Predicting stock market performance is a centuries old problem. Ambitious investors have designed and redesigned thousands of trading algorithms, custom indexes, and more to gain an edge in market prediction. Some of the biggest banks in the world hire large numbers of ML experts specifically to improve their investing strategies. Some companies even specialize in this approach (see https://www.twosigma.com/).

Reinforcement Learning opens the dooor to a whole new approach to predicting stock prices... in that we don't have to predict prices! Instead, we model trading stocks like a game and train an agent to maximize the reward function we care about: total money gained!

---

## Problem Description

In this challenge, it's your job to train an agent to make a trading decision (buy, sell, hold) to execute at the opening of the following day. You're given an array of values (i.e. open, close, low, high, SMA_10, RSI_14, etc...). If you want, you can write logic to keep track of your current amount of cash and shares. Fractional shares are allowed. 

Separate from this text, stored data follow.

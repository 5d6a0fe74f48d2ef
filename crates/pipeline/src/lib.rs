//! The sync engine between the telephony platform and the CRM.
//!
//! Three passes, each runnable on its own schedule:
//!
//! - [`reconcile`] - mirror the extension roster and CRM user list locally
//! - [`ingest`] - fetch call logs, qualify events, store new call records
//! - [`leads`] - turn unprocessed call records into CRM lead activity
//!
//! All passes talk to the platforms through the [`pipeline_core::Telephony`]
//! and [`pipeline_core::Crm`] seams, so they can be driven against mocks.

pub mod assign;
pub mod error;
pub mod ingest;
pub mod leads;
pub mod note;
pub mod reconcile;
pub mod stats;

#[cfg(test)]
pub(crate) mod testing;

pub use error::{PipelineError, Result};
pub use stats::{IngestStats, LeadSyncStats, ReconcileStats};
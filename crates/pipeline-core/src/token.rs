//! Bearer token caching with a near-expiry safety buffer.

use chrono::{DateTime, Duration, Utc};
use tokio::sync::RwLock;

/// Seconds subtracted from the issued lifetime so a cached token is never
/// raced against server-side expiry.
const SAFETY_BUFFER_SECS: i64 = 300;

#[derive(Debug, Clone)]
struct CachedToken {
    value: String,
    expires_at: DateTime<Utc>,
}

/// Per-platform cache for one bearer token and its effective expiry.
///
/// Clients call [`TokenCache::current`] before each request and only perform
/// a network exchange when it returns `None`. The stored expiry is the issued
/// lifetime minus a five-minute buffer.
#[derive(Debug, Default)]
pub struct TokenCache {
    slot: RwLock<Option<CachedToken>>,
}

impl TokenCache {
    pub fn new() -> Self {
        Self::default()
    }

    /// The cached token, if its buffered expiry has not passed.
    pub async fn current(&self) -> Option<String> {
        let slot = self.slot.read().await;
        slot.as_ref()
            .filter(|token| token.expires_at > Utc::now())
            .map(|token| token.value.clone())
    }

    /// Cache a freshly issued token for `expires_in_secs` minus the buffer.
    pub async fn store(&self, value: String, expires_in_secs: i64) {
        let expires_at = Utc::now() + Duration::seconds(expires_in_secs - SAFETY_BUFFER_SECS);
        let mut slot = self.slot.write().await;
        *slot = Some(CachedToken { value, expires_at });
    }

    /// Drop the cached token, forcing a refresh on the next request.
    pub async fn clear(&self) {
        let mut slot = self.slot.write().await;
        *slot = None;
    }
}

In other words. For every row/day in the historical dataset, you'll be given the array:

> $[v1, v2, v3, ...]$.

The array contains daily historical Your job is to return a tuple containing one of 

> $Action.BUY, Action.SELL, Action.HOLD$ 

and a value $frac$ where $frac$ represents the fraction of cash to spend or shares to sell in a trade 

> $0 \leq frac \leq 1$ 

Thus, your agent's step function should return something like

> $(Action.BUY, 0.5)$

which can be interpreted as the decision to invest half (0.5) your current amount of cash into the market. Again, you'll return an $(Action, frac)$ tuple for every row/day in the dataset. 

---

## Submission Requirements/Details

- Load train.csv into a pandas dataframe
- Train a RL agent using our custom gym environment* 
- Save model to disk 
- Edit main.py to use model in step function (see sample main.py for details)
- Zip main.py and your model together and submit on [tamudatathon.com/koth]
- Note your score and try again!

*Custom env provided in this notebook and in the util.py. Feel free to modify the env implementation (such as the reward func) to improve performance

---

## About This Notebook

This notebook does several things
- **Creates** a custom gym environment to make RL agent training easy
- **Validates** and tests the custom gym environment
- **Downloads** sample data (not the stock actually used for challenge) and cleans it for use 
- **Trains** a basic agent to play the trading game 
- **Tests** the agent to see how much money it makes!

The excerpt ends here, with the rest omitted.